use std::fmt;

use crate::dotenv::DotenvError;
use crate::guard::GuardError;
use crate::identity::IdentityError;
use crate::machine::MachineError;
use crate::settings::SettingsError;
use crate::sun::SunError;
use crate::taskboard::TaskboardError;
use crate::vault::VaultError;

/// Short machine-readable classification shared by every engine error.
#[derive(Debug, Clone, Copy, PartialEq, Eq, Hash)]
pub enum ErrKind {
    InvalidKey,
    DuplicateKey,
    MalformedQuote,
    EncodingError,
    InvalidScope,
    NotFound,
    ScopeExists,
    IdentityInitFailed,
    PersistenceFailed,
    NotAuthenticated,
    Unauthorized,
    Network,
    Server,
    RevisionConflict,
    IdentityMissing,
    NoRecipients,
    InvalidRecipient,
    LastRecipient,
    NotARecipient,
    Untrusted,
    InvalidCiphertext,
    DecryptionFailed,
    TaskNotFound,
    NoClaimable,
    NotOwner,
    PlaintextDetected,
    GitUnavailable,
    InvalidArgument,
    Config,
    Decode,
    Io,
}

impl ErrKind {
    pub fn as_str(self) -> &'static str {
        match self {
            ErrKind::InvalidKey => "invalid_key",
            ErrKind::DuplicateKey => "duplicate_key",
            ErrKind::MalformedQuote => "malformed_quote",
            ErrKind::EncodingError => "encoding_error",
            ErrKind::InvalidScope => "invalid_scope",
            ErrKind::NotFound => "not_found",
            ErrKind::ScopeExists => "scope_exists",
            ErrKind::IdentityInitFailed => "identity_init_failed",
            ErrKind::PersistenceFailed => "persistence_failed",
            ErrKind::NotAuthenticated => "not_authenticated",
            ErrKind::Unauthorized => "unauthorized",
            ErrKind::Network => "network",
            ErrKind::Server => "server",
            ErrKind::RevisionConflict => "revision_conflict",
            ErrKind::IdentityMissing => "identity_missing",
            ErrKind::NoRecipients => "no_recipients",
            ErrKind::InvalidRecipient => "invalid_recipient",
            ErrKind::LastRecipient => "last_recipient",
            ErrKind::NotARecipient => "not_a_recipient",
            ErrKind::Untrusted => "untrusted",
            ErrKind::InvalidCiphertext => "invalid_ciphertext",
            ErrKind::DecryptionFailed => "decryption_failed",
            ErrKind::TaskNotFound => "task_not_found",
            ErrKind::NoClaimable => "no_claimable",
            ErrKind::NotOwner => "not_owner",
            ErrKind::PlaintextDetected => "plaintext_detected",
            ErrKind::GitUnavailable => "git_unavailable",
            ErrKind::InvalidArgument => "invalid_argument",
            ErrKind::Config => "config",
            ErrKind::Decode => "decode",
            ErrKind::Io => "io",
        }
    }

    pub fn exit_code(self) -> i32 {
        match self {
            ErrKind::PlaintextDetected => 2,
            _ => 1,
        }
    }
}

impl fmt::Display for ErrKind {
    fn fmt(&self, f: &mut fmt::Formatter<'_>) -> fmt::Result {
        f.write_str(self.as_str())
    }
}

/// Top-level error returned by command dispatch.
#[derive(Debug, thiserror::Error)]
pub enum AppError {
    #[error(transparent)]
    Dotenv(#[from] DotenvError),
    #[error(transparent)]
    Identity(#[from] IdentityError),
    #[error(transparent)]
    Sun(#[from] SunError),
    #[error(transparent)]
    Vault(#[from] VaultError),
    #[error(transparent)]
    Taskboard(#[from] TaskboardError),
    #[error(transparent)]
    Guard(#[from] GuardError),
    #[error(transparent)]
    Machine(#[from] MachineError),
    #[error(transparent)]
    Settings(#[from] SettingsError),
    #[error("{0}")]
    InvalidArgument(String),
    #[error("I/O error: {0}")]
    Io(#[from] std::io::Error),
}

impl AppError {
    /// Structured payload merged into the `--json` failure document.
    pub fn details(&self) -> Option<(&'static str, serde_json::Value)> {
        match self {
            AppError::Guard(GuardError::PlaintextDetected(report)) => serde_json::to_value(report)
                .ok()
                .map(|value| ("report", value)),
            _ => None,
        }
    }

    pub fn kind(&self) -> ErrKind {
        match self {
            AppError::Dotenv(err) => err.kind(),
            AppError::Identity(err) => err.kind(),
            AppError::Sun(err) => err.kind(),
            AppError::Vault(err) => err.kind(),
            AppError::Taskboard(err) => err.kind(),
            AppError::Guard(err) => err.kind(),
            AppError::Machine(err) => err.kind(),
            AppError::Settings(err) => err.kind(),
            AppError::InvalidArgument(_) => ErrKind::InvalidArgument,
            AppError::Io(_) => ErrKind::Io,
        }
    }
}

◇ ◇ ◇ ◇ ◇ ◇ ◇

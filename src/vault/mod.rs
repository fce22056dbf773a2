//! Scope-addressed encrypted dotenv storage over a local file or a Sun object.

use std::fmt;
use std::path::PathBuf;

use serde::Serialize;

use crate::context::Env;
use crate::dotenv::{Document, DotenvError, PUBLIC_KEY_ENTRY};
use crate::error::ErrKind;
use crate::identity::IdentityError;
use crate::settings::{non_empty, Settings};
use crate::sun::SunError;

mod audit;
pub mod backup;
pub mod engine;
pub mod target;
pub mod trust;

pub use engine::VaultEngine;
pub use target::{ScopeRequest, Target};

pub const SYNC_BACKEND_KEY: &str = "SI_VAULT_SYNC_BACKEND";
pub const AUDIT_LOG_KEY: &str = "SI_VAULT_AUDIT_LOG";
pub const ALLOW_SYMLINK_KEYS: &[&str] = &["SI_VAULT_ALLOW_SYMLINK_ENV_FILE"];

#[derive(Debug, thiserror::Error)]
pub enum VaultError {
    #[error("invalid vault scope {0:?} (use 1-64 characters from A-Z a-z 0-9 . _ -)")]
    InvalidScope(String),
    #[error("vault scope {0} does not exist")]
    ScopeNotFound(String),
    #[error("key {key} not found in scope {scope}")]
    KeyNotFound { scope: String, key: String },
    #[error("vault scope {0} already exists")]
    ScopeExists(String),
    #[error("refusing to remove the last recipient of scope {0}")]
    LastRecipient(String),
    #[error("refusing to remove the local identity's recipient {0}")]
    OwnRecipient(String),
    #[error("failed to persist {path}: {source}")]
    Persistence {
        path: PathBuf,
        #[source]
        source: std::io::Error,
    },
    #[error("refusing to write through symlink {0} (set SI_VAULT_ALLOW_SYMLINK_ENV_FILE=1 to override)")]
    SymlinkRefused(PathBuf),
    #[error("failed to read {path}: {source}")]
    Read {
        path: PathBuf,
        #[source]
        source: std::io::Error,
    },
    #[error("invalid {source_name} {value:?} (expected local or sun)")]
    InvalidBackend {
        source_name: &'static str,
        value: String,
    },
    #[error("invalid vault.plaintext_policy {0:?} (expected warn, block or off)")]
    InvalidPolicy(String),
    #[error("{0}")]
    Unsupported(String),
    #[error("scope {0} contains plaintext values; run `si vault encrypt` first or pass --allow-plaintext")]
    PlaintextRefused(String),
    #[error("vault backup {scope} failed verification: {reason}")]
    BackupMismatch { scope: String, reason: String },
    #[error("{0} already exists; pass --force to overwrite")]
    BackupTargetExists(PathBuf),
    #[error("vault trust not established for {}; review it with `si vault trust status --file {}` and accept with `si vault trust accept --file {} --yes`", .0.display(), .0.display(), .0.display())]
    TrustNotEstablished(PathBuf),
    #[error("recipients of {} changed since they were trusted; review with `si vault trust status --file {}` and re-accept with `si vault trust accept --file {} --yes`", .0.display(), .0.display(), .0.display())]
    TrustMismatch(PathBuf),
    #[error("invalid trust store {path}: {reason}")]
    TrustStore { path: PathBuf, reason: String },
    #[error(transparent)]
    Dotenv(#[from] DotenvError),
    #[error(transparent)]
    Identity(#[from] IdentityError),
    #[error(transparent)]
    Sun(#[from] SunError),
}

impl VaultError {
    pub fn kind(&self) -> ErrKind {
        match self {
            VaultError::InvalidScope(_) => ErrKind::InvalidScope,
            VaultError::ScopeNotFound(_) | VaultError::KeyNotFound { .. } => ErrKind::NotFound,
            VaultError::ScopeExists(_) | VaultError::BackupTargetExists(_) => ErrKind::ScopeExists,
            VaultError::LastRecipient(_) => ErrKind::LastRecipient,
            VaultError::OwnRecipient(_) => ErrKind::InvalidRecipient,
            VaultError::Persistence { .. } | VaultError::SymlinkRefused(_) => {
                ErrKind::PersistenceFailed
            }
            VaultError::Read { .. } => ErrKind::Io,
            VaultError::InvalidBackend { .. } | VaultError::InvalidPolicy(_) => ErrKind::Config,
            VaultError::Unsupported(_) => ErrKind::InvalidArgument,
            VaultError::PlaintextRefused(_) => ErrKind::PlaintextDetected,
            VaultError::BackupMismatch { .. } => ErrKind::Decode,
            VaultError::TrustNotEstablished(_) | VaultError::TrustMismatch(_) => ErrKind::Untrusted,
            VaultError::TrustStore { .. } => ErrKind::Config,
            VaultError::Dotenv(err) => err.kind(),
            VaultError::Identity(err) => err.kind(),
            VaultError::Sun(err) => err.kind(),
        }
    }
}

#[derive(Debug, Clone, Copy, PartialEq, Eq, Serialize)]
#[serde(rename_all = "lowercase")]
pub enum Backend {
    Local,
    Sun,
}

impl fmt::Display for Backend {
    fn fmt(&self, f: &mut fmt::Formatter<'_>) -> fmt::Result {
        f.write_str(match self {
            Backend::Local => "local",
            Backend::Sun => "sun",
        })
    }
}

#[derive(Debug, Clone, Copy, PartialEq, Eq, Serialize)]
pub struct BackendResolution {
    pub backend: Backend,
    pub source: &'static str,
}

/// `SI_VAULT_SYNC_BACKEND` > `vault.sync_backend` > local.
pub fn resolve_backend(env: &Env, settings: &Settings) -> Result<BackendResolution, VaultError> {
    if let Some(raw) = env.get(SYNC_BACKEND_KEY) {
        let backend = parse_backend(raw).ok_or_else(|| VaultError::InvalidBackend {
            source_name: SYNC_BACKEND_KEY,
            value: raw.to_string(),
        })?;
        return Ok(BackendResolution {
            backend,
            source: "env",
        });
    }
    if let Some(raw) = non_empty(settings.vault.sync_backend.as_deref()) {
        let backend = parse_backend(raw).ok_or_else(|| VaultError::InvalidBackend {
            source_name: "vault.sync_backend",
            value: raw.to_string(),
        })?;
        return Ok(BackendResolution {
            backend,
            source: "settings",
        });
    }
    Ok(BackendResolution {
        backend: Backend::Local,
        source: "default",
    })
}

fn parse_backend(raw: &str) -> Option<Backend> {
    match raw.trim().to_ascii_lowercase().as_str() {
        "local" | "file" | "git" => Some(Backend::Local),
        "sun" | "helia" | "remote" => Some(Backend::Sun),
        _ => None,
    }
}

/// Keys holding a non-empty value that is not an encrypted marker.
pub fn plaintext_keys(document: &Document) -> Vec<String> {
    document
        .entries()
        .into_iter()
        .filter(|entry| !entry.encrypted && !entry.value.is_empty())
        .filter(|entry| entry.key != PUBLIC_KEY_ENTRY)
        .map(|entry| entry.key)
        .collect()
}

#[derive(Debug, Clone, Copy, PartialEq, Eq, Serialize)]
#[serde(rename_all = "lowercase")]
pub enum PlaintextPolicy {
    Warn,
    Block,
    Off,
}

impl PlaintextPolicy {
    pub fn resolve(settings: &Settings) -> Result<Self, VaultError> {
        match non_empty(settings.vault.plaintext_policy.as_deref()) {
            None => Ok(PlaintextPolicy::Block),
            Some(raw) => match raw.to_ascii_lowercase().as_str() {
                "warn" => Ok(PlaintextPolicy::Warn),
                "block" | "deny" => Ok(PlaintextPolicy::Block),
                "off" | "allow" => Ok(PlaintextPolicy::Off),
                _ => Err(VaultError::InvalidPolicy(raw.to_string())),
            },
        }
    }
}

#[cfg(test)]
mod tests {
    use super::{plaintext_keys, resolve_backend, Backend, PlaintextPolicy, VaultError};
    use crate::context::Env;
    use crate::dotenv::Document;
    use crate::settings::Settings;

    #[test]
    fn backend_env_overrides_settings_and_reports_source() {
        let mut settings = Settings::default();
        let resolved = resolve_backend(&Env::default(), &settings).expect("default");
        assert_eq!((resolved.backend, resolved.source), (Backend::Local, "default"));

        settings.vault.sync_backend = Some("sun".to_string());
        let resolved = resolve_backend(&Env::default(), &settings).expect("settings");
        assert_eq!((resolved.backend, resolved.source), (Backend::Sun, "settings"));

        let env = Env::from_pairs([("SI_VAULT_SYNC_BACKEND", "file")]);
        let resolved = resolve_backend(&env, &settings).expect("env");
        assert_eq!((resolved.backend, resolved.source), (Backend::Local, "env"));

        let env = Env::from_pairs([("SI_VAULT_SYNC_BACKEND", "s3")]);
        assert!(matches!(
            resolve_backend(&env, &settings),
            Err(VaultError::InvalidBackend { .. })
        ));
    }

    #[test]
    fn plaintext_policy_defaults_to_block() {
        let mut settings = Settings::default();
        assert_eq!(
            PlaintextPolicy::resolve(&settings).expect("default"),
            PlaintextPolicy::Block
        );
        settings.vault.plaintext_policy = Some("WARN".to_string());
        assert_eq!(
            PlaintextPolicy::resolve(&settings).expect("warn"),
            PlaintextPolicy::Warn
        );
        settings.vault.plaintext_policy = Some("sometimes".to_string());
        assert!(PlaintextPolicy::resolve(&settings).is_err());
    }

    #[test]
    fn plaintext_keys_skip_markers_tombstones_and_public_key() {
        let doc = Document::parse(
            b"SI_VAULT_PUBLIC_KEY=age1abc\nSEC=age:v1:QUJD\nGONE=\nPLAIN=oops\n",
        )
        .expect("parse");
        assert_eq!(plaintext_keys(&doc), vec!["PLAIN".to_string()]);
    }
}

◇ ◇ ◇ ◇ ◇ ◇ ◇

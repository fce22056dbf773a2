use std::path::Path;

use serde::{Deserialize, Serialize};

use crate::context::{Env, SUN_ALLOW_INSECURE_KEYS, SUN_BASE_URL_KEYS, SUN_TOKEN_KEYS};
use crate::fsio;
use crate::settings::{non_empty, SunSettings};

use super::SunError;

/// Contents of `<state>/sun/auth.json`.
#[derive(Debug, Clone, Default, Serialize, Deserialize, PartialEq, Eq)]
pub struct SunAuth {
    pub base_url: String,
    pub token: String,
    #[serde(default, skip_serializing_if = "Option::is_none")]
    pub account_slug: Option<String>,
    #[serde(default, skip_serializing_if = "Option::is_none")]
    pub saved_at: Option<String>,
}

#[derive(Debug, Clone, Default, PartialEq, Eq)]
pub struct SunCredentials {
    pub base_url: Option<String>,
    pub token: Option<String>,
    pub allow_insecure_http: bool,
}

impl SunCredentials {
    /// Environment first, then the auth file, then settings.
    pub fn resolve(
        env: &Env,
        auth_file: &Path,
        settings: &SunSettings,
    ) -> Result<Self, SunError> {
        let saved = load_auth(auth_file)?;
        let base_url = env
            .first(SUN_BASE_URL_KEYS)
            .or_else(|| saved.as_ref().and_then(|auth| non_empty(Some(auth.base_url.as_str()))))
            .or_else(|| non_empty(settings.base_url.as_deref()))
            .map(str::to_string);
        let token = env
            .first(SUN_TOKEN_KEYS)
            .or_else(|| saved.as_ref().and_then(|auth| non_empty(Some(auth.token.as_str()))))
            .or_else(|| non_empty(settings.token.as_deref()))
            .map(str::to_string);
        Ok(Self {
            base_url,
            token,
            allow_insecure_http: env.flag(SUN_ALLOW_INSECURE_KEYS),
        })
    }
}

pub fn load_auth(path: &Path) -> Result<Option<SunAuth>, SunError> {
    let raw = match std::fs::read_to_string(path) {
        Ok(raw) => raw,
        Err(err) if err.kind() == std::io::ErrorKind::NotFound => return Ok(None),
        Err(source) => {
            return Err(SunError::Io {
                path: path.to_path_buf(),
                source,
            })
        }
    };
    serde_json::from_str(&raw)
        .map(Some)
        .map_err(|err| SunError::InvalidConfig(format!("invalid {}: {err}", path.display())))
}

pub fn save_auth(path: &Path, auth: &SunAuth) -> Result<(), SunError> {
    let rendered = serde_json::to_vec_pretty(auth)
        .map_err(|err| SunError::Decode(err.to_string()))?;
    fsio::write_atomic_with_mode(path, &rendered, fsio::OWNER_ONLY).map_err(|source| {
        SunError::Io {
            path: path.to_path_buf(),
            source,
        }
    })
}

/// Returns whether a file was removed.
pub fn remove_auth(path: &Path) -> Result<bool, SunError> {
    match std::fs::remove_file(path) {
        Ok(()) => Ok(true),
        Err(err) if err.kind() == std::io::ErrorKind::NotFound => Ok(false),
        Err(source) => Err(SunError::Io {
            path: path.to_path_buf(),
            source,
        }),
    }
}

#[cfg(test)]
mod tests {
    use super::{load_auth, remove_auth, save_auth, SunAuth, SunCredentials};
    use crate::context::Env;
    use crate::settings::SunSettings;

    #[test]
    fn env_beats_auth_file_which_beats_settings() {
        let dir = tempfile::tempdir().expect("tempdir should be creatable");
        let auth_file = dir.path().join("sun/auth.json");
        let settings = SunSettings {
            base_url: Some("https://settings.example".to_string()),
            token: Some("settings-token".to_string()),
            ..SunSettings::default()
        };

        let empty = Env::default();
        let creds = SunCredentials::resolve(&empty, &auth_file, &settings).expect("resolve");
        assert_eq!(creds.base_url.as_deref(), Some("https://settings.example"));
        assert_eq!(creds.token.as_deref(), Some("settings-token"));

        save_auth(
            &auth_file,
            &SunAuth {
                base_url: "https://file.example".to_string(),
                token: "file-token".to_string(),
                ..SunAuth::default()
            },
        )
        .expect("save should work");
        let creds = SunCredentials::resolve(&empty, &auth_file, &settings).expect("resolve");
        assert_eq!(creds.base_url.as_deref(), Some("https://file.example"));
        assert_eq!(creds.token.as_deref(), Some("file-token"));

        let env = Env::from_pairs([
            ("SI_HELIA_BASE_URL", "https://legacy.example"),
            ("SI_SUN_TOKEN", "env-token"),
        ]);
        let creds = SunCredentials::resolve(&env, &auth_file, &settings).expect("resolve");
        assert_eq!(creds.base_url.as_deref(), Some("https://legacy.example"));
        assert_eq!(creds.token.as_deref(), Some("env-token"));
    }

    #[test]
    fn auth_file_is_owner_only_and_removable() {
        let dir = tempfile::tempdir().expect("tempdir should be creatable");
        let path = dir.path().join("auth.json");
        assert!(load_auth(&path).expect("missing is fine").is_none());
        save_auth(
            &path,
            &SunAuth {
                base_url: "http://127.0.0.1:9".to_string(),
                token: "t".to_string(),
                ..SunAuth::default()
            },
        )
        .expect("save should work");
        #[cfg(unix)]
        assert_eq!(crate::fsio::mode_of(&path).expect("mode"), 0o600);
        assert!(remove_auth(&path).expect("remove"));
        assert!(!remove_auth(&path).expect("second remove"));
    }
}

◇ ◇ ◇ ◇ ◇ ◇ ◇

** INSTRUCTIONS TO FOLLOW **
What is the number of lines above that contain the string "NoRecipients"? Answer with that number only.

** COMPLETED EXERCISE **
2